A Colorado-based health system says it is denying organ transplants to patients not vaccinated against the coronavirus in "almost all situations," citing studies that show these patients are much more likely to die if they get covid-19.
UCHealth's rules for transplants entered the spotlight Tuesday when Colorado state Rep. Tim Geitner (R) said it denied a kidney transplant to a Colorado Springs woman because she was not vaccinated against the coronavirus. Calling the decision "disgusting" and discriminatory, Geitner shared a letter that he said the patient received last week from UCHealth's transplant center at the University of Colorado's Anschutz Medical Campus in the city of Aurora.
Here's what the hospital system had to say:
"For transplant patients who contract COVID-19, the mortality rate ranges from about 20% to more than 30%. This shows the extreme risk that COVID-19 poses to transplant recipients after their surgeries."
Oh, wow! A whopping 10% difference! Gasp!
So based on a presumed 10% chance, we'll sentence people to a 100% chance of death or being hooked up to machines for life.
Awesome.
Leilani Lutali, the woman who was denied a kidney, had this to say:
"I had a myriad of emotions, from to confusion to dismay, having been told a month before that I wouldn't be required to take that shot and then fast-forward a month later now I told something different, then I was a month earlier. It left me with a feeling of now what?"
Lutali is friends with her kidney donor, who she met at a Bible study. She doesn't want to get the vaccine because it's still so new with so many unknowns. Despite the personal willingness to donate a kidney and pay money to have it transplanted, the hospital system still won't budge.
I'm not sure, but UCHealth might be referring to this study from England, which looked at 6 hospitals with transplant patients:
One hundred twenty-one [transplant recipients] TRs and 52 waiting list patients (WL) were admitted to hospital with COVID-19. Thirty-six TR died (30%), while 14 WL patients died (27% P = 0.71). There was no difference in rates of admission to ITU or ventilation....
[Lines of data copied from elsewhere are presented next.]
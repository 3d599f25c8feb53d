//! The ai_analysis handler.
//!
//! This handler never calls the AI provider. The claimed task stays in
//! `running` without a `batch_id`; it only nudges the accumulating batch
//! submitter, which picks the task up once the size or age trigger fires.
//! The poll job owns everything after submission.

use bloglens_db::TaskRow;

use crate::batch;
use crate::context::ServiceContext;

pub async fn run(ctx: &ServiceContext, task: &TaskRow) -> anyhow::Result<()> {
    tracing::info!(
        task_id = task.id,
        blog_id = task.blog_id,
        text_only = task.text_only(),
        "ai_analysis accumulating; task stays running until batch submission"
    );

    // A submission failure is not a task failure: the task keeps waiting
    // and the next trigger (another claim or the poll job) retries.
    if let Err(e) = batch::maybe_submit_batch(ctx).await {
        tracing::warn!(task_id = task.id, error = %e, "batch submission attempt failed");
    }

    Ok(())
}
No other comorbidities or demographic factors were associated with mortality, except for age (odds ratio of 4.3 [95% CI 1.8-10.2] for mortality if aged over 60 y) in TR.
Seems like a pretty long shot to say a study like this (or even one looking at rates of infection after vaccination) definitively proves on a scientific or a moral level why you shouldn't perform lifesaving surgery.
A few things to note:
- It's true that transplant patients are more at risk because of the drugs they have to use to keep their immune system from attacking their new organs.
- Natural immunity isn't being mentioned at all... If someone has had Covid and shows signs of robust antibodies, why should they be required to take a vaccine that only blocks one spike protein of said virus?
- How about risk factors such as age, weight, and fitness level? Are you telling me that a 15-year-old with Covid antibodies who needs a new kidney should have the same vax requirement as a 75-year-old man with other comorbidities?
- At you going to start imposing other vaccine and lifestyle requirements on people? After all, being obese is a huge factor in general morbidity stats and obese transplant patients have worse outcomes.
This is the problem with a one-size-fits-all ideological approach. It never works.